* **Dataset records**:
======
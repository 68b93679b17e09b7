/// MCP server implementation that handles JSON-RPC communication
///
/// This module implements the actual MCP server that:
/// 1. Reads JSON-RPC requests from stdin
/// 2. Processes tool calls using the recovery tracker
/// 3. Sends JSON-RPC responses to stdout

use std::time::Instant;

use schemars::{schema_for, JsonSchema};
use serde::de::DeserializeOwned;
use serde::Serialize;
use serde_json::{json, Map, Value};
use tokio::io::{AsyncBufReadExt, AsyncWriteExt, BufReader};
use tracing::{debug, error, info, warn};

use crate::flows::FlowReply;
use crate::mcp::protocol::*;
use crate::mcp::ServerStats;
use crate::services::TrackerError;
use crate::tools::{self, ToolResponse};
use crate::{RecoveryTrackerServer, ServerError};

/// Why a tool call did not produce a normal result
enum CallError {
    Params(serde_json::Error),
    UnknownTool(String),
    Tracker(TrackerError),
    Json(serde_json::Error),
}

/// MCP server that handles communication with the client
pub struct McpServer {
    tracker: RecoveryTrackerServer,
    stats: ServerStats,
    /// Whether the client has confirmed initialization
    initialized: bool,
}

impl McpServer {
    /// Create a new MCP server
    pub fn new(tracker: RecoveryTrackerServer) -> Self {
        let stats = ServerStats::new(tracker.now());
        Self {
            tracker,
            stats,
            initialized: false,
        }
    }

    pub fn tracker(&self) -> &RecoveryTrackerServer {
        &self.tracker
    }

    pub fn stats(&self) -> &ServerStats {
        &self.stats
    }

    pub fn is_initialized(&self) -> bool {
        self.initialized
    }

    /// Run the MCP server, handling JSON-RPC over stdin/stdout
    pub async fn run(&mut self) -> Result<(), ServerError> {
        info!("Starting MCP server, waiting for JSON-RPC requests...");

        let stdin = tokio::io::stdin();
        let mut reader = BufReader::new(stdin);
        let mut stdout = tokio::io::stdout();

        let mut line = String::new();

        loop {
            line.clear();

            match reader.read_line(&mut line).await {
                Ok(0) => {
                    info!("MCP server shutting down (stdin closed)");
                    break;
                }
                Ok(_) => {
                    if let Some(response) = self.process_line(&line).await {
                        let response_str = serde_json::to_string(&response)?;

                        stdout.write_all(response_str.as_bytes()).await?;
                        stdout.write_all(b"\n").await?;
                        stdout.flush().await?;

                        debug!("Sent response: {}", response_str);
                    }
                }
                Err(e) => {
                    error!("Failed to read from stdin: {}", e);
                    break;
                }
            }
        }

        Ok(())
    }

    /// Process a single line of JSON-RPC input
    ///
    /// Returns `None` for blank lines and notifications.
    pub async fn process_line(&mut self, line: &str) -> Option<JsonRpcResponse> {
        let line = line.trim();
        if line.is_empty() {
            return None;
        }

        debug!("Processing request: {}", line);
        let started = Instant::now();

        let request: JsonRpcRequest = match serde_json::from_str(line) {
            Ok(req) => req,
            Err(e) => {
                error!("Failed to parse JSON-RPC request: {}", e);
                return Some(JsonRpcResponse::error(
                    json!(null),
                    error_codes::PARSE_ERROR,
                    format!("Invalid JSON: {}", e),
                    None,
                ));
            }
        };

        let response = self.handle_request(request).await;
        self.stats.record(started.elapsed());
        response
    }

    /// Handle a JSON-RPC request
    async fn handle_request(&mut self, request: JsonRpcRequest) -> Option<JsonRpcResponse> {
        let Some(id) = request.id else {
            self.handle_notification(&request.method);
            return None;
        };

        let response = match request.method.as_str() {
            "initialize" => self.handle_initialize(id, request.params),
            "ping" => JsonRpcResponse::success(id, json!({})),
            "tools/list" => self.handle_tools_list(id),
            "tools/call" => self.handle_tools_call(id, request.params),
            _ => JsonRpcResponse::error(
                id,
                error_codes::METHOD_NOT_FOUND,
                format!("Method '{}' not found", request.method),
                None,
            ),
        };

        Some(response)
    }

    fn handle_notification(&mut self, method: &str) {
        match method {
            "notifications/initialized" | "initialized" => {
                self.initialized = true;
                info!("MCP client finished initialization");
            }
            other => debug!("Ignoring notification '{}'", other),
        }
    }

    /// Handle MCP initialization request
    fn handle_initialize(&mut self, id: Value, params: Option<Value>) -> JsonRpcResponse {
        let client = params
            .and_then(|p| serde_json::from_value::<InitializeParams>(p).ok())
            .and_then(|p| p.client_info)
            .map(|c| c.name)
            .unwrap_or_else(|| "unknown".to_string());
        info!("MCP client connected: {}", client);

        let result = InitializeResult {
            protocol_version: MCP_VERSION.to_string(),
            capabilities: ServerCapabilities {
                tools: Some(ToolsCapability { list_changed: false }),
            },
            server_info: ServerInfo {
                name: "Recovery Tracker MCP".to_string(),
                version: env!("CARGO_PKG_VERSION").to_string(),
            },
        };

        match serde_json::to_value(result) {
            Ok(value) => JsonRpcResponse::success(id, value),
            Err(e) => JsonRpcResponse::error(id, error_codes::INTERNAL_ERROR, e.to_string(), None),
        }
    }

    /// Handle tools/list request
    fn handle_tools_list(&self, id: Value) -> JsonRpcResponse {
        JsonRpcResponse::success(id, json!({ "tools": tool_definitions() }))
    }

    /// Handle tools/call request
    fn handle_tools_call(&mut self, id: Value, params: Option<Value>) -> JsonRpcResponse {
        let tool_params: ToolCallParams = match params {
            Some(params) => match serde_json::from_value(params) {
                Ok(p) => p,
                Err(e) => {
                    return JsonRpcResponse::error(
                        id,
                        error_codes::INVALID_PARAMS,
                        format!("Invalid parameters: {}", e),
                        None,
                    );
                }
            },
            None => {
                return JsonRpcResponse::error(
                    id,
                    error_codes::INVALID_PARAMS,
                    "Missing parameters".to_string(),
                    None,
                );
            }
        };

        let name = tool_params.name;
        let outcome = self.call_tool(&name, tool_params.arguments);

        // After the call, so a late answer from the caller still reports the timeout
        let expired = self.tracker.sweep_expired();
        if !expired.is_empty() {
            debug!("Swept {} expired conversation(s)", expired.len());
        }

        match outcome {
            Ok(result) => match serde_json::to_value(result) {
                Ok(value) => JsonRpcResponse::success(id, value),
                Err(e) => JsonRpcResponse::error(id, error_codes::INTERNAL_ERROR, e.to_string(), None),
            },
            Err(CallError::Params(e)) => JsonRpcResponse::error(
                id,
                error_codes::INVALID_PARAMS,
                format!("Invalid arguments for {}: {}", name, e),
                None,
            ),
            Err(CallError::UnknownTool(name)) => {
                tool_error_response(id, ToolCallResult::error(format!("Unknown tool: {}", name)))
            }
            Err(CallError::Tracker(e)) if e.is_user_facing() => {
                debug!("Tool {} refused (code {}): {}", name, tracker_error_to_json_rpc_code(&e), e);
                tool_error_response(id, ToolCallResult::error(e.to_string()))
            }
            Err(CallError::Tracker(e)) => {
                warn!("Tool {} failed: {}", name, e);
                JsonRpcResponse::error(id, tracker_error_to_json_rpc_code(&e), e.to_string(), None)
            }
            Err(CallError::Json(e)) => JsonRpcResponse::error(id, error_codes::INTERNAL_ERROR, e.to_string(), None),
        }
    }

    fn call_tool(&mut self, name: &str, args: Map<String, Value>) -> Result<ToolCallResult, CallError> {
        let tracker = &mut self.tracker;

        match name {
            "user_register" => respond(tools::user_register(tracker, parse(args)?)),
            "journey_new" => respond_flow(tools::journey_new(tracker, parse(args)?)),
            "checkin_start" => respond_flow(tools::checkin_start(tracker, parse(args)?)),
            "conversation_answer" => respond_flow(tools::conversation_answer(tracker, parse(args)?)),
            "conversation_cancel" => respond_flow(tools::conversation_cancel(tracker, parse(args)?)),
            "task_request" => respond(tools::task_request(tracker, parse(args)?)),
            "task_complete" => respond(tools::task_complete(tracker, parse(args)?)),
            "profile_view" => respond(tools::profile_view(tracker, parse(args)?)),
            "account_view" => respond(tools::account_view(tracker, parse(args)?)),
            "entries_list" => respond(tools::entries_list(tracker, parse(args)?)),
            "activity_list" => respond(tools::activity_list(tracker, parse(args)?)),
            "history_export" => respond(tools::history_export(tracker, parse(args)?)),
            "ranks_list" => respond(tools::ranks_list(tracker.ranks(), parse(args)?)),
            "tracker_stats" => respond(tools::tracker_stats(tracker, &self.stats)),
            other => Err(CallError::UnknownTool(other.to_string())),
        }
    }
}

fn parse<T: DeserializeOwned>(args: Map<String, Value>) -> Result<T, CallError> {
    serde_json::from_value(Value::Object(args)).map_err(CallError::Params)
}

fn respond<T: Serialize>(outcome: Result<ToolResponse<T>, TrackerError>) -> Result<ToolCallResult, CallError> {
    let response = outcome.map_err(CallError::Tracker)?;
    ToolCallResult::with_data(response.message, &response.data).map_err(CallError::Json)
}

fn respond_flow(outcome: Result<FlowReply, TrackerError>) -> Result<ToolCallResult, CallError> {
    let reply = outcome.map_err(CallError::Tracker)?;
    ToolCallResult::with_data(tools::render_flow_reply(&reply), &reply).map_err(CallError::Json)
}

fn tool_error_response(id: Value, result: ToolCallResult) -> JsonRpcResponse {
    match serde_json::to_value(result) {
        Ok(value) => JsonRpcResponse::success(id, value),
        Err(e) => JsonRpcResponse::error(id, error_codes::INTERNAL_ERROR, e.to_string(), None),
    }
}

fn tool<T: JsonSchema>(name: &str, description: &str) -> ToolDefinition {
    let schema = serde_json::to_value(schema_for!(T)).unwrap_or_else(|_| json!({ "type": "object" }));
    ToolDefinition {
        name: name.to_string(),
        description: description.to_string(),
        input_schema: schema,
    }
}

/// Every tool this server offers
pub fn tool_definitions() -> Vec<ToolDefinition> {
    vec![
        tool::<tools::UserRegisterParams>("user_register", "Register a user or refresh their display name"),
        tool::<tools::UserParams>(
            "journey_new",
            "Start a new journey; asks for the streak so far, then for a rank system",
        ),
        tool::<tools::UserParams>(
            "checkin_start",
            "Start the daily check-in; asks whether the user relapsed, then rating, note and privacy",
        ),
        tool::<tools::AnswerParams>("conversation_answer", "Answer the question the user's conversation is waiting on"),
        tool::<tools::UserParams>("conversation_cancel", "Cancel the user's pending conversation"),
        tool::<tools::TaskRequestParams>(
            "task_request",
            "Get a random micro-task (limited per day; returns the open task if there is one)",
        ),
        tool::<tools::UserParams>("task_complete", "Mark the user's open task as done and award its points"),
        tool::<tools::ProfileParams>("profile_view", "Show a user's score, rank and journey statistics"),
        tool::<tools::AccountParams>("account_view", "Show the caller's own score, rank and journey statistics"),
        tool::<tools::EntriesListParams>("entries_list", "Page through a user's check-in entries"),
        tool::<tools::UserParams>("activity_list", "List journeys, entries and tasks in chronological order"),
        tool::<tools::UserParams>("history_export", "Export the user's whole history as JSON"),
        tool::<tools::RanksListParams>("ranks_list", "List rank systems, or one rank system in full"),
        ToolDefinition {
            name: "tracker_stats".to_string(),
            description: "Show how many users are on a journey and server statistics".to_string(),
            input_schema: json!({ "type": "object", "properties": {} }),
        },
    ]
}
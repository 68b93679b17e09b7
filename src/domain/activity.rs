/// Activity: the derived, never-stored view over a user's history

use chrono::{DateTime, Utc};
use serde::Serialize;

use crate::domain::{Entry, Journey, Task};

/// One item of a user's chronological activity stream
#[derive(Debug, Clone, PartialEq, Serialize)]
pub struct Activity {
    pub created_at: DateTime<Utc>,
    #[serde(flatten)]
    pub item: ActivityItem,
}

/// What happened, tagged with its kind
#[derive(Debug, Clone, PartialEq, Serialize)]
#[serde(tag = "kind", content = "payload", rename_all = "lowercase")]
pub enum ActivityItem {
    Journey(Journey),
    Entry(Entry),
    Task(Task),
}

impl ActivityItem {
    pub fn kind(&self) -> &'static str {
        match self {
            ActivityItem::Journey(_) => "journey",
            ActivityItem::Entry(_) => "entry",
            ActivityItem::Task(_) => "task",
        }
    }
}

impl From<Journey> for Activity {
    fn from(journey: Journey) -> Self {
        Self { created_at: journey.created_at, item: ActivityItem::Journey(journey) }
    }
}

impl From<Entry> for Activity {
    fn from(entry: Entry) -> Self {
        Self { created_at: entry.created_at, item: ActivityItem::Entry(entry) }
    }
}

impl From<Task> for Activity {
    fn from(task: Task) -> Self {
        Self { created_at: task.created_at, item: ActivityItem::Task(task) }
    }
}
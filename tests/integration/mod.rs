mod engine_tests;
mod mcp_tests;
======
* **Goal of the exercise**:
Copy every line above in which the string "filename" shows up.

* **Your response**:
filename src/domain/activity.rs
filename tests/integration/mod.rs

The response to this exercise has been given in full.